Despite this statutory definition, the plaintiffs would have us exempt these earnings from social security taxation as well, under § 7-454 (2), thereby permitting such earnings to pass to the teachers completely free of any retirement tax at all. We find no intent on the part of the legislature to create such an anomalous situation, where a portion of a teacher’s earnings would be subject neither to the social security tax nor to deductions for the teachers’ retirement system. “[I]f there are two possible interpretations of a statute and one alternative proves unreasonable or produces the possibility of bizarre results, then the more reasonable alternative should be adopted.” State v. Parmalee, 197 Conn. 158, 165, 496 A.2d 186 (1985).
A more reasonable construction of the social security exemption contained in § 7-454 (2), and one which avoids the “bizarre result” of totally tax-free earnings, is to tailor the exemption to include only those earnings that fall within a teacher’s “annual salary” as defined by § 10-183b (3). By making the § 7-454 (2) exemption coextensive with the § 10-183b (3) definition of “annual salary,” the problem of a tax-free earnings loophole for teachers involved in extra duty and coaching activities is eliminated without diminishing the exemption’s intended scope and effect.

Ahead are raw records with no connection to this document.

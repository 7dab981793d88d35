use clap::{Parser, Subcommand};
use hugopix::config::{self, ConfigOverrides};
use hugopix::profile::RunProfile;
use hugopix::{output, pipeline};
use std::path::PathBuf;
use std::process::ExitCode;
use tracing::{Level, info};

/// Flags for the default build action.
#[derive(clap::Args, Clone)]
struct BuildArgs {
    /// Directory to read photos from (walked recursively)
    #[arg(long, default_value = ".")]
    source: PathBuf,

    /// Output directory for the gallery
    #[arg(short, long, required = true)]
    output: Option<PathBuf>,

    /// Thumbnail width
    #[arg(long = "tw")]
    thumbnail_width: Option<u32>,

    /// Thumbnail height
    #[arg(long = "th")]
    thumbnail_height: Option<u32>,

    /// Small image max width
    #[arg(long = "sw")]
    small_width: Option<u32>,

    /// Small image max height
    #[arg(long = "sh")]
    small_height: Option<u32>,

    /// Gallery title
    #[arg(short, long)]
    title: Option<String>,

    /// Config file [default: <source>/hugopix.toml]
    #[arg(long)]
    config: Option<PathBuf>,

    /// Write a JSON timing report for the whole run to this file
    #[arg(long)]
    cpuprofile: Option<PathBuf>,

    /// Verbose logging: what gets generated
    #[arg(short = 'v', long)]
    verbose: bool,

    /// Very verbose logging: skipped files and chosen crops
    #[arg(short = 'V', long)]
    very_verbose: bool,
}

#[derive(Parser)]
#[command(name = "hugopix")]
#[command(about = "Build Hugo photo-gallery assets from a directory of photos")]
#[command(long_about = "\
Build Hugo photo-gallery assets from a directory of photos

Every .jpg, .jpeg and .png below --source is published into the flat output
directory together with two derivatives and an index.md page:

  out/
  ├── index.md           # front matter + {{< photo >}} shortcode per photo
  ├── dawn.jpg           # full-size (hard link, or copy across filesystems)
  ├── dawn_small.jpg     # fits in 800x800, never upscaled
  └── dawn_thm.jpg       # exactly 256x256, content-aware crop

Derivatives are only rebuilt when missing or older than their source, so
re-running over an unchanged directory writes nothing new.

Run 'hugopix gen-config' to generate a documented hugopix.toml.")]
#[command(version, disable_version_flag = true)]
#[command(args_conflicts_with_subcommands = true, subcommand_negates_reqs = true)]
struct Cli {
    #[command(flatten)]
    build: BuildArgs,

    /// Print version
    #[arg(long, action = clap::ArgAction::Version)]
    version: Option<bool>,

    #[command(subcommand)]
    command: Option<Command>,
}

#[derive(Subcommand)]
enum Command {
    /// Print a stock hugopix.toml with all options documented
    GenConfig,
}

fn main() -> ExitCode {
    match run(Cli::parse()) {
        Ok(()) => ExitCode::SUCCESS,
        Err(e) => {
            eprintln!("{}", format_fatal(e.as_ref()));
            ExitCode::FAILURE
        }
    }
}

/// `error: <message>`, followed by each underlying cause not already part
/// of the message.
fn format_fatal(error: &(dyn std::error::Error + 'static)) -> String {
    let mut message = format!("error: {error}");
    let mut seen = error.to_string();
    let mut source = error.source();
    while let Some(cause) = source {
        let text = cause.to_string();
        if !seen.contains(&text) {
            message.push_str(&format!("\n  caused by: {text}"));
            seen.push_str(&text);
        }
        source = cause.source();
    }
    message
}

fn run(cli: Cli) -> Result<(), Box<dyn std::error::Error>> {
    if let Some(Command::GenConfig) = cli.command {
        print!("{}", config::stock_config_toml());
        return Ok(());
    }

    let args = cli.build;
    init_logging(args.verbose, args.very_verbose);

    let output_dir = args
        .output
        .ok_or("must specify an output directory using -o")?;
    let config_path = args
        .config
        .unwrap_or_else(|| args.source.join(config::CONFIG_FILENAME));
    let mut gallery_config = config::load_config(&config_path)?;
    gallery_config.apply(ConfigOverrides {
        title: args.title,
        thumbnail_width: args.thumbnail_width,
        thumbnail_height: args.thumbnail_height,
        small_width: args.small_width,
        small_height: args.small_height,
    });
    gallery_config.validate()?;

    let threads = init_thread_pool(&gallery_config.processing);
    let profile = args.cpuprofile.as_deref().map(RunProfile::start);

    let (tx, rx) = std::sync::mpsc::channel();
    let printer = std::thread::spawn(move || {
        for event in rx {
            for line in output::format_pipeline_event(&event) {
                println!("{}", line);
            }
        }
    });
    let date = chrono::Local::now().date_naive();
    let result = pipeline::run(&args.source, &output_dir, &gallery_config, date, Some(tx));
    printer
        .join()
        .map_err(|_| "progress printer thread panicked")?;
    let result = result?;
    output::print_run_summary(&result);

    if let Some(profile) = profile {
        let path = profile.finish(threads, &result.timings, &result.stats)?;
        info!(path = %path.display(), "wrote profile");
    }

    Ok(())
}

/// Log to stderr: warnings by default, `-v` adds info, `-V` adds debug.
fn init_logging(verbose: bool, very_verbose: bool) {
    let level = if very_verbose {
        Level::DEBUG
    } else if verbose {
        Level::INFO
    } else {
        Level::WARN
    };
    tracing_subscriber::fmt()
        .with_max_level(level)
        .with_target(false)
        .with_writer(std::io::stderr)
        .init();
}

/// Initialize the rayon thread pool based on processing config.
///
/// Caps at the number of available CPU cores; the user can constrain down, not up.
fn init_thread_pool(processing: &config::ProcessingConfig) -> usize {
    let threads = config::effective_threads(processing);
    rayon::ThreadPoolBuilder::new()
        .num_threads(threads)
        .build_global()
        .ok();
    threads
}
#[cfg(test)]
mod tests {
    use super::*;

    #[test]
    fn preferences_round_trip() {
        let mut store = DiscoveryStore::open_in_memory().expect("open store");
        store.add_interest("space exploration").expect("add interest");
        store.add_interest("deep sea life").expect("add interest");
        store.add_dislike("sports trivia").expect("add dislike");

        let interests = store.interests().expect("interests");
        assert_eq!(interests.len(), 2);
        assert_eq!(interests[0].name, "space exploration");

        let dislikes = store.dislikes().expect("dislikes");
        assert_eq!(dislikes.len(), 1);
        assert_eq!(dislikes[0].name, "sports trivia");
    }

    #[test]
    fn append_and_promote_pending() {
        let mut store = DiscoveryStore::open_in_memory().expect("open store");
        store
            .append_pending(&["first fact".to_string(), "second fact".to_string()])
            .expect("append");
        assert_eq!(store.pending_count(), 2);

        let served = store.promote_next_pending().expect("promote");
        assert_eq!(served.as_deref(), Some("first fact"));
        assert_eq!(store.pending_count(), 1);

        let known = store.known_facts().expect("known");
        assert_eq!(known.len(), 1);
        assert_eq!(known[0].text, "first fact");
    }

    #[test]
    fn promote_on_empty_queue_is_none() {
        let mut store = DiscoveryStore::open_in_memory().expect("open store");
        assert!(store.promote_next_pending().expect("promote").is_none());
    }

    #[test]
    fn replace_pending_swaps_the_queue() {
        let mut store = DiscoveryStore::open_in_memory().expect("open store");
        store
            .append_pending(&["old fact".to_string()])
            .expect("append");
        store
            .replace_pending(&["new fact one".to_string(), "new fact two".to_string()])
            .expect("replace");

        let pending = store.pending_facts().expect("pending");
        let texts: Vec<&str> = pending.iter().map(|fact| fact.text.as_str()).collect();
        assert_eq!(texts, ["new fact one", "new fact two"]);
    }

    #[test]
    fn missing_compacted_filter_and_batch_update() {
        let mut store = DiscoveryStore::open_in_memory().expect("open store");
        let first = store.add_known_fact("Honey never spoils.").expect("add");
        let second = store
            .add_known_fact("Octopuses have three hearts.")
            .expect("add");

        assert_eq!(store.facts_missing_compacted().expect("missing").len(), 2);

        store
            .store_compacted(&[(first, "honey longevity".to_string())])
            .expect("compact");

        let missing = store.facts_missing_compacted().expect("missing");
        assert_eq!(missing.len(), 1);
        assert_eq!(missing[0].id, second);
    }

    #[test]
    fn prompt_text_prefers_compacted() {
        let fact = KnownFact {
            id: 1,
            text: "Honey never spoils even after millennia.".to_string(),
            compacted: Some("honey longevity".to_string()),
            discovered_at: String::new(),
        };
        assert_eq!(fact.prompt_text(), "honey longevity");

        let blank = KnownFact {
            compacted: Some("   ".to_string()),
            ..fact.clone()
        };
        assert_eq!(blank.prompt_text(), blank.text);
    }

    #[test]
    fn staleness_tracks_profile_changes() {
        let mut store = DiscoveryStore::open_in_memory().expect("open store");
        store
            .append_pending(&["generated before any profile".to_string()])
            .expect("append");
        assert!(!store.has_stale_pending().expect("probe"));

        // A later profile change outdates the queued fact. Timestamps are
        // second-resolution at worst, so nudge the clock apart.
        std::thread::sleep(std::time::Duration::from_millis(5));
        store.add_interest("volcanoes").expect("interest");
        assert!(store.has_stale_pending().expect("probe"));

        store
            .replace_pending(&["re-evaluated fact".to_string()])
            .expect("replace");
        assert!(!store.has_stale_pending().expect("probe"));
    }

    #[test]
    fn open_creates_parent_directories() {
        let dir = tempfile::tempdir().expect("tempdir");
        let path = dir.path().join("nested").join("edify.db");
        let mut store = DiscoveryStore::open(&path).expect("open");
        store.add_interest("caves").expect("insert");
        drop(store);

        let reopened = DiscoveryStore::open(&path).expect("reopen");
        assert_eq!(reopened.interests().expect("interests").len(), 1);
    }
}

Accordingly, in view of the fact that compensation for extra duty and coaching assignments is expressly [548]*548excluded from the definition of “annual salary” contained in § 10-183b (3), we conclude that the payments made by the plaintiffs to their teachers in connection with such services are not exempted from social security taxation under § 7-454 (2). Such earnings are, therefore, subject to the social security tax pursuant to General Statutes §§ 7-452 through 7-459.
Ill
Finally, the plaintiffs claim that the commission’s November 19, 1971 letter apprising participating municipalities of the passage of Public Acts 1971, No. 185, and its effect on coaching payments to teachers, constituted an invalid “regulation” in that it was not promulgated in accordance with the provisions of the Uniform Administrative Procedure Act (UAPA), General Statutes § 4-166 et seq. Consequently, the plaintiffs contend that this relieves them of any obligation to comply with the contents of the letter as it pertains to the payment of social security taxes. The commission, on the other hand, maintains that the letter cannot be considered a “regulation” within the meaning of the UAPA and therefore compliance with the rulemaking provisions of that act was unnecessary.
We need not address the issues of whether the commission’s letter constituted an attempt at rulemaking and, if so, whether the commission complied with the applicable rulemaking provisions of the UAPA, since the letter was drafted before the UAPA became effective in Connecticut. The letter was sent to the plaintiffs on or about November 19, 1971; the UAPA, however, did not become effective in Connecticut until January 1,1972. See Public Acts 1971, No. 854, § 21. Therefore, the letter was not subject to the provisions of the UAPA and any alleged noncompliance on the [549]*549part of the commission with regard to that act’s procedural requirements for rulemaking is immaterial.15
There is no error.
In this opinion the other justices concurred.